Linus Fascina, gerente médico Materno-Infantil no Hospital Israelita Albert Einstein, acredita que é preciso haver maior união de forças entre os sistemas público e privado para que as ações de prevenção sejam de fato efetivas. Como exemplo, ele destaca o projeto do Parto Adequado, uma iniciativa em parceria da Agência Nacional de Saúde Suplementar (ANS), do Hospital Israelita Albert Einstein e do Institute for Healthcare Improvement (IHI), com apoio da Ministério da Saúde. Segundo Fascina, o objetivo desse trabalho é identificar modelos inovadores e viáveis de atenção ao parto e ao nascimento, “que valorizem o parto normal e ajudem a reduzir o percentual de cesarianas sem indicação clínica na saúde suplementar”.

Mas, de acordo com uma nova pesquisa da Organização Mundial da Saúde (OMS), a prática do parto cesariana continua crescendo mundialmente, respondendo agora por 21% dos partos realizados. E a previsão é que esse número continue aumentando na próxima década, com quase um terço (29%) de todos os partos ocorrendo por este método até 2030, revela o estudo. Desde 1985, a OMS estabeleceu que tal proporção não deveria ultrapassar a marca de 10 a 15%.

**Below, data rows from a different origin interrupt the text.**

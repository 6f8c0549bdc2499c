//! Боковое меню админки со сворачиваемыми группами

use crate::layout::global_context::AppGlobalContext;
use crate::layout::tabs::tab_label_for_key;
use crate::shared::icons::icon;
use crate::system::auth::context::use_auth;
use leptos::prelude::*;

#[derive(Clone, Debug, PartialEq)]
struct MenuGroup {
    id: &'static str,
    label: &'static str,
    icon: &'static str,
    items: Vec<(&'static str, &'static str, &'static str)>, // (id, label, icon)
    admin_only: bool,
}

fn get_menu_groups() -> Vec<MenuGroup> {
    vec![
        MenuGroup {
            id: "facilities",
            label: "Площадки",
            icon: "venues",
            items: vec![
                ("a001_venue", tab_label_for_key("a001_venue"), "venues"),
                ("a002_court", tab_label_for_key("a002_court"), "courts"),
                ("a003_court_mapping", tab_label_for_key("a003_court_mapping"), "mapping"),
            ],
            admin_only: false,
        },
        MenuGroup {
            id: "content",
            label: "Контент",
            icon: "news",
            items: vec![
                ("a005_news", tab_label_for_key("a005_news"), "news"),
                ("a004_news_category", tab_label_for_key("a004_news_category"), "categories"),
            ],
            admin_only: false,
        },
        MenuGroup {
            id: "administration",
            label: "Администрирование",
            icon: "settings",
            items: vec![
                ("sys_users", tab_label_for_key("sys_users"), "users"),
                ("sys_settings", tab_label_for_key("sys_settings"), "settings"),
            ],
            admin_only: true,
        },
    ]
}

#[component]
pub fn Sidebar() -> impl IntoView {
    let ctx = use_context::<AppGlobalContext>().expect("AppGlobalContext not found");
    let (auth_state, _) = use_auth();

    let is_admin = auth_state.with_untracked(|state| {
        state
            .user_info
            .as_ref()
            .map(|u| u.is_admin())
            .unwrap_or(false)
    });

    let expanded_groups = RwSignal::new(vec!["facilities".to_string(), "content".to_string()]);

    let groups = get_menu_groups();

    view! {
        <div class="app-sidebar__content">
            {groups.into_iter().filter(|g| is_admin || !g.admin_only).map(|group| {
                let group_id = group.id.to_string();
                let group_id_for_exp = group_id.clone();
                let group_id_for_click = group_id.clone();
                let items_stored = StoredValue::new(group.items.clone());

                view! {
                    <div>
                        <div
                            class="app-sidebar__item"
                            style:padding-left="12px"
                            on:click=move |_| {
                                let gid = group_id_for_click.clone();
                                expanded_groups.update(move |items| {
                                    if let Some(pos) = items.iter().position(|x| x == &gid) {
                                        items.remove(pos);
                                    } else {
                                        items.push(gid);
                                    }
                                });
                            }
                        >
                            <div class="app-sidebar__item-content">
                                {icon(group.icon)}
                                <span>{group.label}</span>
                            </div>
                            <div
                                class="app-sidebar__chevron"
                                class:app-sidebar__chevron--expanded=move || expanded_groups.get().contains(&group_id_for_exp)
                            >
                                {icon("chevron-right")}
                            </div>
                        </div>

                        <Show when=move || expanded_groups.get().contains(&group_id)>
                            <div class="app-sidebar__children">
                                {items_stored.get_value().into_iter().map(|(id, label, icon_name)| {
                                    view! {
                                        <div
                                            class="app-sidebar__item"
                                            class:app-sidebar__item--active=move || {
                                                ctx.active.get().as_deref() == Some(id)
                                            }
                                            style:padding-left="10px"
                                            on:click=move |_| ctx.open_tab(id, label)
                                        >
                                            <div class="app-sidebar__item-content">
                                                {icon(icon_name)}
                                                <span>{label}</span>
                                            </div>
                                        </div>
                                    }
                                }).collect_view()}
                            </div>
                        </Show>
                    </div>
                }
            }).collect_view()}
        </div>
    }
}

#[cfg(test)]
mod tests {
    use super::*;

    #[test]
    fn test_menu_items_have_labels() {
        for group in get_menu_groups() {
            for (id, label, _) in group.items {
                assert_ne!(id, label, "menu item {} has no label", id);
            }
        }
    }

    #[test]
    fn test_only_system_group_is_admin_only() {
        let admin_only: Vec<_> = get_menu_groups()
            .into_iter()
            .filter(|g| g.admin_only)
            .map(|g| g.id)
            .collect();
        assert_eq!(admin_only, vec!["administration"]);
    }
}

Há casos em que a cesariana se faz necessária e salva vidas, mas quando realizada sem indicação pode colocar mulheres e bebês sob o risco desnecessário de desenvolver problemas de saúde, em curto e longo prazo.

No Brasil, de acordo com informações do periódico Revista Ciência & Saúde Coletiva, o percentual de partos por cesariana hoje é de 56% (mais de 80% realizados na rede privada) e está relacionado a desfechos negativos para mães e bebês em casos que a cirurgia era desnecessária: aumento da morbimortalidade materna, da prematuridade, de óbitos fetais e anormalidades placentárias, de problemas na amamentação e no desenvolvimento do sistema imunológico do recém-nascido.

“Dentro das maternidades Santa Joana, temos um centro de ensino especializado em emergências obstétricas. Há pouco tempo, fizemos uma parceria com a Secretaria de Saúde, oferecendo capacitação de profissionais da rede pública, o que foi uma experiência enriquecedora para ambos os lados. Vejo que esse tipo de capacitação, com profissionais de diferentes visões, do técnico de enfermagem ao anestesista, é muito rica para a dinâmica de trabalho. Equipes que praticam e treinam juntas, melhoram”, afirma Monica Siaulys.

A atenção primária à saúde é fundamental nesta batalha

Estabelecidos pela OMS, um dos Objetivos de Desenvolvimento Sustentável para ser alcançado até 2030 é a redução da taxa global de mortalidade materna para menos de 70 óbitos a cada 100 mil nascidos vivos. O Brasil comprometeu-se em reduzir esse índice para 30 óbitos por 100 mil nascidos vivos até 2030.

Para Fascina, a atuação da equipe médica e assistencial é fundamental, mas tão importante quanto é que a gestante e familiares estejam munidos de informação. “Se você não alerta a família sobre os sinais de emergência, principalmente para causas evitáveis, como hemorragias e infecções, a paciente perde horas preciosas de atendimento e vai chegar muito mais tarde no hospital”.

Além do pré-natal, a prevenção e o tratamento de doenças como HPV, endometriose, câncer de mama e de colo de útero, fibromialgia, depressão e obesidade – que figuram entre as maiores incidências de agravamento e morte entre mulheres no Brasil – exigem consultas e exames regulares, que podem fazer a diferença na saúde da mulher, já que o diagnóstico tardio pode prejudicar o processo de tratamento e cura.